▸ EXTRACTED RECORDS:
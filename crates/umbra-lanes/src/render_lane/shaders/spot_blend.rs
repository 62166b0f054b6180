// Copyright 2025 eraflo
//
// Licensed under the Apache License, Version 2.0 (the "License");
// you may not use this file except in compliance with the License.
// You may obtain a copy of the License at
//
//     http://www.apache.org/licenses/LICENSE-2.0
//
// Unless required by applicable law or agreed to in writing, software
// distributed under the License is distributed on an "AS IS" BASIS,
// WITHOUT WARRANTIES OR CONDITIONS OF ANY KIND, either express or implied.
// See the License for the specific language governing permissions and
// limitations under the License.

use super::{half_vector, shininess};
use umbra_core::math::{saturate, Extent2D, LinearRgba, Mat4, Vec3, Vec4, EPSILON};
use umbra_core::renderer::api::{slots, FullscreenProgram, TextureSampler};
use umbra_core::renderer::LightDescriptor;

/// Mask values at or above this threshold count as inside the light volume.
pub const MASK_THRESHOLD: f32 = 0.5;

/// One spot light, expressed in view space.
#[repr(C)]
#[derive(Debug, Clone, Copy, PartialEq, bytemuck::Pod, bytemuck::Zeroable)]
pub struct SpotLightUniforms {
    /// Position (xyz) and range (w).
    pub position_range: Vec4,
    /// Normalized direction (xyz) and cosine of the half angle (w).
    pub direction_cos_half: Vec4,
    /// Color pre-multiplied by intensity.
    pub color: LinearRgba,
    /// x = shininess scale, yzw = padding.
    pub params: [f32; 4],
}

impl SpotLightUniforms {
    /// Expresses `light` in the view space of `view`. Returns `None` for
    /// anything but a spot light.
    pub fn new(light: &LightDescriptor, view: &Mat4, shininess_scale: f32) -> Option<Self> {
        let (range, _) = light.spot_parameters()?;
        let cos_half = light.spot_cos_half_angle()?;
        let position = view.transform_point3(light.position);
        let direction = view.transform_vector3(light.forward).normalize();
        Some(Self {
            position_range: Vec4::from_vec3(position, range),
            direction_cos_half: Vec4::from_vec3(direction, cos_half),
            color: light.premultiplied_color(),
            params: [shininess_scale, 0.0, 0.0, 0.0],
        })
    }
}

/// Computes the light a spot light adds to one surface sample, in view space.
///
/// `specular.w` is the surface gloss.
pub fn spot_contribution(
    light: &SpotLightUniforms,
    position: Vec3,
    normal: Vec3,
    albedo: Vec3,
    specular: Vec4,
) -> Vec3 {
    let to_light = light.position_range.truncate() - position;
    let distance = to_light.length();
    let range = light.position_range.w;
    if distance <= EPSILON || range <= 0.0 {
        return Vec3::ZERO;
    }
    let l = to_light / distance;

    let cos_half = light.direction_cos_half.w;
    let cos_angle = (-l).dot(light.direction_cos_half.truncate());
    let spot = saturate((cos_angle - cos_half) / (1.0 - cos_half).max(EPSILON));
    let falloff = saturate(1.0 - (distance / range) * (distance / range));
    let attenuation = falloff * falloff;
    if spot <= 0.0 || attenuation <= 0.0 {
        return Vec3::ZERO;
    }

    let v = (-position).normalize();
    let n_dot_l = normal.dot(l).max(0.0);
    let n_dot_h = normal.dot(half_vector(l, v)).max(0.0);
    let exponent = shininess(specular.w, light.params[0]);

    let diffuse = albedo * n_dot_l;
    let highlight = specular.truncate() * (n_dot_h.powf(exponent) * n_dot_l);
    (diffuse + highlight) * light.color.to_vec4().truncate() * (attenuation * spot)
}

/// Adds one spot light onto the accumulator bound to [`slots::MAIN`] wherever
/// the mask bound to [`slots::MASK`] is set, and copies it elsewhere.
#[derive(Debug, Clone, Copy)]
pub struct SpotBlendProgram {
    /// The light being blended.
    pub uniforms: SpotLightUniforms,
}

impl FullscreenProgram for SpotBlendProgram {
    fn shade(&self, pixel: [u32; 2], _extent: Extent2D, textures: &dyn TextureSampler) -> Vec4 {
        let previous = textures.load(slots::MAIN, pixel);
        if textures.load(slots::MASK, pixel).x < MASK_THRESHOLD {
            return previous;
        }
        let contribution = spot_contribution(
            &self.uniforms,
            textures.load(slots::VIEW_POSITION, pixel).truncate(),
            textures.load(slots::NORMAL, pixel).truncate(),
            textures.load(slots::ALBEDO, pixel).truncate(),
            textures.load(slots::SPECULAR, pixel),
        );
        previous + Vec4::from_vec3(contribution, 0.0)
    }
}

▸ PROBLEM DESCRIPTION: Every line holding the word "distance" should be copied out of the material.

▸ RESULT:
    let distance = to_light.length();
    if distance <= EPSILON || range <= 0.0 {
    let l = to_light / distance;
    let falloff = saturate(1.0 - (distance / range) * (distance / range));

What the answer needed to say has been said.